Every comment in this thread is pure genius.
And Axe guaranteed that they will never be seen in my home (I do the shopping). I always hated their commercials, but they really crossed the line: you don’t mess with the Old Spice dude.
*rides out of the thread on a horse*
Axe isn’t deodorant. It’s perfume. Made by people clinically incapable of smelling anything.
They all stink. I want my man deodorized with unscented scent.
Blech, as a woman, I’d rather smell the horse.
This reminds me of 50 Cent’s response to Cee-lo Green’s “Fuck you.”
Completely not getting it.
A junior high student in a class my mother was teaching managed to puncture an axe bottle and release its entire contents unto the unsuspecting world. They closed down several classrooms with connected air supply for the remainder of the day due to nausea.
But Axe, well, reeks.
and the guy on the horse is hot.
Just sayin’
This reminds me of the old Camel cigarette ad: “Nine out of ten doctors prefer Camels”. Mad Magazine added: “The other would rather date a girl.”
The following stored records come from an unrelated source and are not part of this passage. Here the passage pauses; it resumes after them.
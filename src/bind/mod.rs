mod collection;
mod compile;
/// Optional zstd decoding for scenario documents.
pub mod compression;
mod copy_type;
mod error;
mod exec;
mod heap;
/// Deep copy, reset and scalar helpers over heap values.
pub mod ops;
mod path;
mod redirect;
mod resolve;
/// JSON scenario documents and the runner built on them.
pub mod scenario;
mod schema;
#[cfg(test)]
mod test_support;
/// Dynamic value trees for reading and writing heap values.
pub mod value;
mod view;

/// Bindings, compiled copies and the collection that owns them.
pub use collection::{
	BindableStructDescriptor, BindableStructRegistry, BindableStructs, Binding, BindingCollection, BindingDataProvider, BindingSide, CopyBatch, CopyInfo,
	DataHandle, ResolveContext, SearchMode, StructHandle, StructReferenceCopyFn, StructReferenceHooks, StructReferenceResetFn,
};
/// Indirection compilation into compact 16-bit steps.
pub use compile::{Index16, LeafIndirection, PropertyIndirection, chain, compile_indirections};
/// Copy type selection between two leaf properties.
pub use copy_type::{Compatibility, CopyType, ResolvedCopy, describe_leaf, promotion, property_compatibility, resolve_copy_type};
/// Crate error and result aliases.
pub use error::{BindError, Result};
/// Runtime address lookup through compiled chains.
pub use exec::get_address;
/// Allocation-tracking value storage.
pub use heap::{Address, ArrayHeader, Heap, InstancedHeader};
/// Property path model and text format.
pub use path::{InstanceAccessKind, PathFormat, PathHighlight, PathSegment, PropertyPath};
/// Field rename redirects.
pub use redirect::RedirectRegistry;
/// Path resolution into per-segment indirections.
pub use resolve::{AccessKind, Indirection, ResolveEnv, resolve_indirections, update_segments_from_value};
/// Scenario loading and execution.
pub use scenario::{ResolveSummary, Scenario, ScenarioDocument};
/// Reflection types describing structs, fields and enums.
pub use schema::{
	BoolStorage, EnumDef, EnumId, FieldDef, FieldFlags, FieldRef, FieldType, Guid, Layout, MAX_FIELDS, NumericKind, Schema, StructBuilder, StructDef, StructId,
	StructKind,
};
/// Decoded value tree helpers.
pub use value::{FieldValue, StructValue, Value, read_struct, read_value, write_struct, write_value};
/// Typed view over a value in the heap.
pub use view::View;
use crate::bind::{EnumId, FieldFlags, FieldType, Guid, Heap, Schema, StructBuilder, StructId, View};

/// Ids of the shared unit-test schema.
pub(crate) struct Fixture {
	pub(crate) schema: Schema,
	pub(crate) mode: EnumId,
	pub(crate) vec3: StructId,
	pub(crate) item: StructId,
	pub(crate) actor: StructId,
	pub(crate) pawn: StructId,
	pub(crate) holder: StructId,
	pub(crate) script: StructId,
}

pub(crate) const SCRIPT_SCORE_GUID: Guid = Guid(0x5c0e);

/// Schema covering every field kind the engine handles.
///
/// `Holder` layout (offsets): flag 0, on 1 and off 1 (masks 1 and 2), value 4,
/// big 8, ratio 16, precise 24, mode 32, tag 36, title 40, origin 48, items
/// 64, numbers 80, fixed 96, actor 112, weak 120, payload 128, shared 144,
/// list 152, triple 168, count 180. Size 184.
pub(crate) fn fixture() -> Fixture {
	let mut schema = Schema::new();
	let mode = schema
		.add_enum("Mode", crate::bind::NumericKind::Byte, &[("Off", 0), ("On", 1), ("Auto", 2)])
		.expect("enum registers");
	let mode_ty = schema.enum_type(mode).expect("enum type");

	let vec3 = schema
		.add_struct(
			StructBuilder::new("Vec3")
				.field("x", FieldType::Float)
				.field("y", FieldType::Float)
				.field("z", FieldType::Float),
		)
		.expect("Vec3 registers");
	let item = schema
		.add_struct(
			StructBuilder::new("Item")
				.field("count", FieldType::Int32)
				.field("weight", FieldType::Float)
				.field("label", FieldType::Name),
		)
		.expect("Item registers");
	let actor = schema
		.add_struct(
			StructBuilder::class("Actor")
				.field("health", FieldType::Int32)
				.field("pos", FieldType::Struct(vec3)),
		)
		.expect("Actor registers");
	let pawn = schema
		.add_struct(StructBuilder::class("Pawn").extends(actor).field("speed", FieldType::Float))
		.expect("Pawn registers");
	let holder = schema
		.add_struct(
			StructBuilder::new("Holder")
				.field("flag", FieldType::bool())
				.bitfield("on")
				.bitfield("off")
				.field("value", FieldType::Int32)
				.field("big", FieldType::Int64)
				.field("ratio", FieldType::Float)
				.field("precise", FieldType::Double)
				.field("mode", mode_ty)
				.field("tag", FieldType::Name)
				.field("title", FieldType::String)
				.field("origin", FieldType::Struct(vec3))
				.field("items", FieldType::array(FieldType::Struct(item)))
				.field("numbers", FieldType::array(FieldType::Int32))
				.field("fixed", FieldType::array(FieldType::Int32))
				.with_flags(FieldFlags::FIXED_SIZE)
				.field("actor", FieldType::Object(actor))
				.field("weak", FieldType::WeakObject(actor))
				.field("payload", FieldType::InstancedStruct { base: None })
				.field("shared", FieldType::SharedStruct { base: None })
				.field("list", FieldType::InstancedStructContainer)
				.static_array("triple", FieldType::Int32, 3)
				.field("count", FieldType::UInt32),
		)
		.expect("Holder registers");
	let script = schema
		.add_struct(
			StructBuilder::new("ScriptStruct")
				.dynamic()
				.field("Score_12AB", FieldType::Int32)
				.with_guid(SCRIPT_SCORE_GUID),
		)
		.expect("ScriptStruct registers");

	Fixture {
		schema,
		mode,
		vec3,
		item,
		actor,
		pawn,
		holder,
		script,
	}
}

impl Fixture {
	/// Allocate a zeroed struct and return its view.
	pub(crate) fn alloc(&self, heap: &mut Heap, ty: StructId) -> View {
		let addr = heap.alloc_struct(&self.schema, ty).expect("struct allocates");
		View::new(ty, addr)
	}

	/// Byte offset of a named field.
	pub(crate) fn offset(&self, owner: StructId, name: &str) -> u64 {
		let field = self.schema.find_field(owner, name).expect("field exists");
		self.schema.field(field).expect("field def").offset as u64
	}
}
*sniffles* I… actually wear axe. I happen to like the smell of phoenix (coincidentally, the one on that billboard) and after a day of lugging groceries and bags from my car to the dorm, trekking back (Why didn’t I park near the dorm and move the car when I was done? Because I was stupid, is why) and not smelling like a gym sock, I was rather impressed.
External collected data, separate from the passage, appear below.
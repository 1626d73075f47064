use crate::bind::{BindError, FieldFlags, FieldRef, FieldType, LeafIndirection, NumericKind, Result, Schema, StructId};

/// Copy strategy chosen for one resolved binding.
///
/// Every variant has exactly one implementation in the executor; adding a
/// variant is a compile error until both the resolver and the executor handle it.
#[derive(Debug, Clone, Copy, PartialEq, Eq, Hash, Default)]
#[allow(missing_docs)]
pub enum CopyType {
	/// Unresolved binding; copies are no-ops.
	#[default]
	None,
	/// Bytewise copy of `copy_size` bytes.
	CopyPlain,
	/// Deep copy through the field type's own copy semantics.
	CopyComplex,
	/// Boolean copy honoring bitfield storage on either side.
	CopyBool,
	/// Struct value copy.
	CopyStruct,
	/// Object reference copy; a missing source writes null.
	CopyObject,
	/// Interned name copy.
	CopyName,
	/// Elementwise copy into a dynamic array whose length the target owns.
	CopyFixedArray,
	/// Non-owning copy into a struct reference wrapper through the registered hooks.
	StructReference,
	PromoteBoolToByte,
	PromoteBoolToInt32,
	PromoteBoolToUInt32,
	PromoteBoolToInt64,
	PromoteBoolToFloat,
	PromoteBoolToDouble,
	PromoteByteToInt32,
	PromoteByteToUInt32,
	PromoteByteToInt64,
	PromoteByteToFloat,
	PromoteByteToDouble,
	PromoteInt32ToInt64,
	PromoteInt32ToFloat,
	PromoteInt32ToDouble,
	PromoteUInt32ToInt64,
	PromoteUInt32ToFloat,
	PromoteUInt32ToDouble,
	PromoteFloatToInt32,
	PromoteFloatToInt64,
	PromoteFloatToDouble,
	DemoteDoubleToInt32,
	DemoteDoubleToInt64,
	DemoteDoubleToFloat,
}

impl CopyType {
	/// Stable label for diagnostics and JSON output.
	pub fn as_str(self) -> &'static str {
		match self {
			Self::None => "none",
			Self::CopyPlain => "copy_plain",
			Self::CopyComplex => "copy_complex",
			Self::CopyBool => "copy_bool",
			Self::CopyStruct => "copy_struct",
			Self::CopyObject => "copy_object",
			Self::CopyName => "copy_name",
			Self::CopyFixedArray => "copy_fixed_array",
			Self::StructReference => "struct_reference",
			Self::PromoteBoolToByte => "promote_bool_to_byte",
			Self::PromoteBoolToInt32 => "promote_bool_to_int32",
			Self::PromoteBoolToUInt32 => "promote_bool_to_uint32",
			Self::PromoteBoolToInt64 => "promote_bool_to_int64",
			Self::PromoteBoolToFloat => "promote_bool_to_float",
			Self::PromoteBoolToDouble => "promote_bool_to_double",
			Self::PromoteByteToInt32 => "promote_byte_to_int32",
			Self::PromoteByteToUInt32 => "promote_byte_to_uint32",
			Self::PromoteByteToInt64 => "promote_byte_to_int64",
			Self::PromoteByteToFloat => "promote_byte_to_float",
			Self::PromoteByteToDouble => "promote_byte_to_double",
			Self::PromoteInt32ToInt64 => "promote_int32_to_int64",
			Self::PromoteInt32ToFloat => "promote_int32_to_float",
			Self::PromoteInt32ToDouble => "promote_int32_to_double",
			Self::PromoteUInt32ToInt64 => "promote_uint32_to_int64",
			Self::PromoteUInt32ToFloat => "promote_uint32_to_float",
			Self::PromoteUInt32ToDouble => "promote_uint32_to_double",
			Self::PromoteFloatToInt32 => "promote_float_to_int32",
			Self::PromoteFloatToInt64 => "promote_float_to_int64",
			Self::PromoteFloatToDouble => "promote_float_to_double",
			Self::DemoteDoubleToInt32 => "demote_double_to_int32",
			Self::DemoteDoubleToInt64 => "demote_double_to_int64",
			Self::DemoteDoubleToFloat => "demote_double_to_float",
		}
	}

	/// Source and target scalar kinds of a numeric conversion.
	pub fn conversion(self) -> Option<(NumericKind, NumericKind)> {
		use NumericKind::{Bool, Byte, Double, Float, Int32, Int64, UInt32};
		Some(match self {
			Self::PromoteBoolToByte => (Bool, Byte),
			Self::PromoteBoolToInt32 => (Bool, Int32),
			Self::PromoteBoolToUInt32 => (Bool, UInt32),
			Self::PromoteBoolToInt64 => (Bool, Int64),
			Self::PromoteBoolToFloat => (Bool, Float),
			Self::PromoteBoolToDouble => (Bool, Double),
			Self::PromoteByteToInt32 => (Byte, Int32),
			Self::PromoteByteToUInt32 => (Byte, UInt32),
			Self::PromoteByteToInt64 => (Byte, Int64),
			Self::PromoteByteToFloat => (Byte, Float),
			Self::PromoteByteToDouble => (Byte, Double),
			Self::PromoteInt32ToInt64 => (Int32, Int64),
			Self::PromoteInt32ToFloat => (Int32, Float),
			Self::PromoteInt32ToDouble => (Int32, Double),
			Self::PromoteUInt32ToInt64 => (UInt32, Int64),
			Self::PromoteUInt32ToFloat => (UInt32, Float),
			Self::PromoteUInt32ToDouble => (UInt32, Double),
			Self::PromoteFloatToInt32 => (Float, Int32),
			Self::PromoteFloatToInt64 => (Float, Int64),
			Self::PromoteFloatToDouble => (Float, Double),
			Self::DemoteDoubleToInt32 => (Double, Int32),
			Self::DemoteDoubleToInt64 => (Double, Int64),
			Self::DemoteDoubleToFloat => (Double, Float),
			_ => return None,
		})
	}
}

/// Relation between a source and a target property.
#[derive(Debug, Clone, Copy, PartialEq, Eq)]
pub enum Compatibility {
	/// No copy exists.
	Incompatible,
	/// Values can be copied as-is.
	Compatible,
	/// A numeric conversion exists from source to target.
	Promotable,
}

/// Copy strategy plus the byte count used by plain copies.
#[derive(Debug, Clone, Copy, PartialEq, Eq, Default)]
pub struct ResolvedCopy {
	/// Chosen strategy.
	pub copy_type: CopyType,
	/// Bytes copied by `CopyPlain`, zero otherwise.
	pub copy_size: usize,
}

impl ResolvedCopy {
	fn of(copy_type: CopyType) -> Self {
		Self { copy_type, copy_size: 0 }
	}
}

/// Conversion used for a promotable `(source, target)` kind pair.
pub fn promotion(source: NumericKind, target: NumericKind) -> Option<CopyType> {
	use NumericKind::{Bool, Byte, Double, Float, Int32, Int64, UInt32};
	Some(match (source, target) {
		(Bool, Byte) => CopyType::PromoteBoolToByte,
		(Bool, Int32) => CopyType::PromoteBoolToInt32,
		(Bool, UInt32) => CopyType::PromoteBoolToUInt32,
		(Bool, Int64) => CopyType::PromoteBoolToInt64,
		(Bool, Float) => CopyType::PromoteBoolToFloat,
		(Bool, Double) => CopyType::PromoteBoolToDouble,
		(Byte, Int32) => CopyType::PromoteByteToInt32,
		(Byte, UInt32) => CopyType::PromoteByteToUInt32,
		(Byte, Int64) => CopyType::PromoteByteToInt64,
		(Byte, Float) => CopyType::PromoteByteToFloat,
		(Byte, Double) => CopyType::PromoteByteToDouble,
		(Int32, Int64) => CopyType::PromoteInt32ToInt64,
		(Int32, Float) => CopyType::PromoteInt32ToFloat,
		(Int32, Double) => CopyType::PromoteInt32ToDouble,
		(UInt32, Int64) => CopyType::PromoteUInt32ToInt64,
		(UInt32, Float) => CopyType::PromoteUInt32ToFloat,
		(UInt32, Double) => CopyType::PromoteUInt32ToDouble,
		(Float, Int32) => CopyType::PromoteFloatToInt32,
		(Float, Int64) => CopyType::PromoteFloatToInt64,
		(Float, Double) => CopyType::PromoteFloatToDouble,
		(Double, Int32) => CopyType::DemoteDoubleToInt32,
		(Double, Int64) => CopyType::DemoteDoubleToInt64,
		(Double, Float) => CopyType::DemoteDoubleToFloat,
		_ => return None,
	})
}

/// Decide whether values of `source` can be copied into `target`.
pub fn property_compatibility(schema: &Schema, source: FieldRef, target: FieldRef) -> Compatibility {
	if source == target {
		return Compatibility::Compatible;
	}

	let (Some(source_ty), Some(target_ty)) = (schema.leaf_type(source), schema.leaf_type(target)) else {
		return Compatibility::Incompatible;
	};
	let source_dim = schema.leaf_array_dim(source);
	if source_dim != schema.leaf_array_dim(target) {
		return Compatibility::Incompatible;
	}

	if let (Some(source_class), Some(target_class)) = (source_ty.object_class(), target_ty.object_class()) {
		return if schema.is_child_of(source_class, target_class) {
			Compatibility::Compatible
		} else {
			Compatibility::Incompatible
		};
	}

	if let FieldType::Enum { id, .. } = target_ty {
		return match source_ty {
			FieldType::Enum { id: source_id, .. } if source_id == id => Compatibility::Compatible,
			_ => Compatibility::Incompatible,
		};
	}

	let source_ty = source_ty.without_enum();
	if same_type(&source_ty, target_ty) {
		return Compatibility::Compatible;
	}

	match (source_ty.numeric_kind(), target_ty.numeric_kind()) {
		(Some(from), Some(to)) if source_dim == 1 && promotion(from, to).is_some() => Compatibility::Promotable,
		_ => Compatibility::Incompatible,
	}
}

/// Pick the copy strategy between two compiled leaves.
///
/// `struct_reference` names the host's struct reference wrapper type, when one
/// is registered on the collection.
pub fn resolve_copy_type(schema: &Schema, source: &LeafIndirection, target: &LeafIndirection, struct_reference: Option<StructId>) -> Result<ResolvedCopy> {
	let source_container = source.container_type.ok_or(BindError::MissingContainerType { side: "source" })?;
	if target.container_type.is_none() {
		return Err(BindError::MissingContainerType { side: "target" });
	}

	let incompatible = || BindError::IncompatibleTypes {
		source_desc: describe_leaf(schema, source),
		target_desc: describe_leaf(schema, target),
	};

	let Some(target_field) = target.field else {
		return Err(incompatible());
	};
	let target_ty = schema.leaf_type(target_field).ok_or_else(incompatible)?;

	let Some(source_field) = source.field else {
		return match target_ty {
			FieldType::Struct(id) if *id == source_container => Ok(ResolvedCopy::of(CopyType::CopyStruct)),
			FieldType::Object(class) if schema.is_child_of(source_container, *class) => Ok(ResolvedCopy::of(CopyType::CopyObject)),
			_ => Err(incompatible()),
		};
	};
	let source_ty = schema.leaf_type(source_field).ok_or_else(incompatible)?;

	if let Some(reference) = struct_reference
		&& *target_ty == FieldType::Struct(reference)
		&& matches!(source_ty, FieldType::Struct(id) if *id != reference)
	{
		return Ok(ResolvedCopy::of(CopyType::StructReference));
	}

	match property_compatibility(schema, source_field, target_field) {
		Compatibility::Compatible => Ok(compatible_copy(schema, source_ty, target_field, target_ty)),
		Compatibility::Promotable => source_ty
			.numeric_kind()
			.zip(target_ty.numeric_kind())
			.and_then(|(from, to)| promotion(from, to))
			.map(ResolvedCopy::of)
			.ok_or_else(incompatible),
		Compatibility::Incompatible => Err(incompatible()),
	}
}

fn compatible_copy(schema: &Schema, source_ty: &FieldType, target_field: FieldRef, target_ty: &FieldType) -> ResolvedCopy {
	let fixed_size = !target_field.element && schema.field(target_field).is_some_and(|def| def.flags.contains(FieldFlags::FIXED_SIZE));

	match target_ty {
		FieldType::Name => ResolvedCopy::of(CopyType::CopyName),
		FieldType::Bool(_) => ResolvedCopy::of(CopyType::CopyBool),
		FieldType::Struct(_) => ResolvedCopy::of(CopyType::CopyStruct),
		FieldType::SoftObject(_) if matches!(source_ty, FieldType::SoftObject(_)) => ResolvedCopy::of(CopyType::CopyComplex),
		FieldType::Object(_) | FieldType::WeakObject(_) | FieldType::SoftObject(_) => ResolvedCopy::of(CopyType::CopyObject),
		FieldType::Array(_) if fixed_size => ResolvedCopy::of(CopyType::CopyFixedArray),
		ty if schema.is_plain(ty) => ResolvedCopy {
			copy_type: CopyType::CopyPlain,
			copy_size: schema.element_size(ty) * schema.leaf_array_dim(target_field),
		},
		_ => ResolvedCopy::of(CopyType::CopyComplex),
	}
}

fn same_type(a: &FieldType, b: &FieldType) -> bool {
	match (a, b) {
		(FieldType::Bool(_), FieldType::Bool(_)) => true,
		_ => a == b,
	}
}

/// Render a leaf as `Container.field (type)` for diagnostics.
pub fn describe_leaf(schema: &Schema, leaf: &LeafIndirection) -> String {
	let container = leaf.container_type.map(|id| schema.struct_name(id)).unwrap_or("<none>");
	match leaf.field.and_then(|field| Some((schema.field(field)?, schema.leaf_type(field)?))) {
		Some((def, ty)) => format!("{container}.{} ({})", def.name, ty.describe(schema)),
		None => format!("{container} (struct)"),
	}
}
Of course the advertising is horrendous and a lot of the other smells are downright gag-inducing. I can’t deny that. If I find something that smells as good, i’ll switch…. in 2012 or whenever I run out of what I have (I misplaced an almost full stick and replaced it, then found it again)
In basic training, everyone used Axe.
Yeah, they used it for removing boot scuffs from the floor.
I hate axe too and I think these ads are a cheap shot.
I will give them props for the caveman commercial though. It was pretty funny; not that we would buy it based on the ads but the ads were good. Come to think of it, the tar and buffalo probably smelled better.
http://www.youtube.com/watch?v=mGXBlyOXweU
Good luck with that, Axe. “For the man who’d rather be with a woman without a nose”, I’m guessing. No woman I know would get near a guy wearing that stinky crap.
Dunno about this whole Axe/Old Spice nonsense, but I’ma go watch me some CBS!
I’d be embarrassed for a girl to know I was wearing axe body spray. I don’t want to smell like cheap.
I think it means: Use Axe and attract female horses.
“Does this mean if I spray Axe and Old Spice on I can ride a horse with a woman?”
No, but according to Axe mentality, you can ride a woman while on a horse.